Background Melanoma is an aggressive form of skin cancer worldwide. Phosphoinositide-3-kinase regulatory subunit 2 (PIK3R2) exerts carcinogenic roles in various tumors. So far, the function and mechanism of PIK3R2 in melanoma are not been fully clarified. Objective We aimed to clarify the role of PIK3R2 in melanoma. Methods PIK3R2 expressions in melanoma clinical tissues and melanoma cells were measured using quantitative real-time PCR and Western blot. In addition, PIK3R2 expressions in different tumor stages of melanoma were determined by immunohistochemistry assay. Meanwhile, PIK3R2 function was evaluated using loss or gain-of-function assays, Cell Counting Kit-8 assay, flow cytometry, and Transwell analysis. Furthermore, PIK3R2 mechanism in melanoma was assessed by a series of rescue experiments. Results PIK3R2 was highly expressed in melanoma tissues and cells, and PIK3R2 expressions were the highest in Stage IV. Functionally, PIK3R2 knockdown repressed melanoma cell proliferation, invasion, epithelial-mesenchymal transition, and facilitated cell apoptosis. Also, PIK3R2 overexpression produced an opposite trend. Mechanistically, PIK3R2 facilitated melanoma progression by activating PI3K/AKT/NF-kappa B pathway.

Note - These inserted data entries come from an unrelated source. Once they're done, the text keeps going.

//! Shared test support: a deterministic stub embedder.
//!
//! Known skills map to handcrafted unit vectors on fixed axes so cosine
//! similarities between them are exact, controllable values. Unknown strings
//! get a hash-seeded pseudo-random vector on a reserved block of dimensions:
//! deterministic, self-similar, orthogonal to every known skill.

use skillbridge::embedding::engine::l2_normalize;
use skillbridge::embedding::Embedder;
use skillbridge::error::Result;
use std::collections::HashMap;
use xxhash_rust::xxh3::xxh3_64;

pub const STUB_DIM: usize = 24;
const FALLBACK_OFFSET: usize = 16;

pub struct StubEmbedder {
    vectors: HashMap<String, Vec<f32>>,
}

fn axis(i: usize) -> Vec<f32> {
    let mut v = vec![0.0; STUB_DIM];
    v[i] = 1.0;
    v
}

fn blend(i: usize, w: f32, filler: usize) -> Vec<f32> {
    let mut v = vec![0.0; STUB_DIM];
    v[i] = w;
    v[filler] = (1.0 - w * w).sqrt();
    v
}

impl StubEmbedder {
    pub fn new() -> Self {
        let mut vectors = HashMap::new();
        let knowns = [
            "python",
            "sql",
            "pandas",
            "docker",
            "aws",
            "spark",
            "airflow",
            "kubernetes",
            "java",
            "go",
            "excel",
            "communication",
        ];
        for (i, name) in knowns.iter().enumerate() {
            vectors.insert(name.to_string(), axis(i));
        }

        // Synthetic near-neighbors with exact cosine similarities:
        //   postgres ~ sql   at 0.70 (partial band)
        //   golang   ~ go    at 0.90 (strong band)
        //   ms excel ~ excel at 0.65 (partial band)
        vectors.insert("postgres".to_string(), blend(1, 0.70, 12));
        vectors.insert("golang".to_string(), blend(9, 0.90, 13));
        vectors.insert("ms excel".to_string(), blend(10, 0.65, 14));
        vectors.insert("terraform".to_string(), axis(15));

        Self { vectors }
    }

    fn fallback_vector(text: &str) -> Vec<f32> {
        let mut state = xxh3_64(text.as_bytes());
        let mut v = vec![0.0; STUB_DIM];
        for x in v.iter_mut().skip(FALLBACK_OFFSET) {
            // splitmix64 step
            state = state.wrapping_add(0x9E3779B97F4A7C15);
            let mut z = state;
            z = (z ^ (z >> 30)).wrapping_mul(0xBF58476D1CE4E5B9);
            z = (z ^ (z >> 27)).wrapping_mul(0x94D049BB133111EB);
            z ^= z >> 31;
            *x = (z as f32 / u64::MAX as f32) * 2.0 - 1.0;
        }
        l2_normalize(v)
    }

    fn vector_for(&self, text: &str) -> Vec<f32> {
        let key = text.to_lowercase();
        self.vectors
            .get(&key)
            .cloned()
            .unwrap_or_else(|| Self::fallback_vector(&key))
    }
}

impl Default for StubEmbedder {
    fn default() -> Self {
        Self::new()
    }
}

impl Embedder for StubEmbedder {
    fn encode(&self, texts: &[String]) -> Result<Vec<Vec<f32>>> {
        Ok(texts.iter().map(|t| self.vector_for(t)).collect())
    }
}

Furthermore, PIK3R2 knockdown restrained the melanoma tumor growth in vivo. Conclusions PIK3R2 aggravated melanoma by activating PI3K/AKT/NF-kappa B pathway, prompting that PIK3R2 might be a therapeutic target for melanoma.

Automated summary

Phosphoinositide-3-kinase regulatory subunit 2 (PIK3R2) is highly expressed in melanoma and exacerbates its malignancy by activating the PI3K/AKT/NF-kappa B signaling pathway, suggesting PIK3R2 as a potential therapeutic target for melanoma.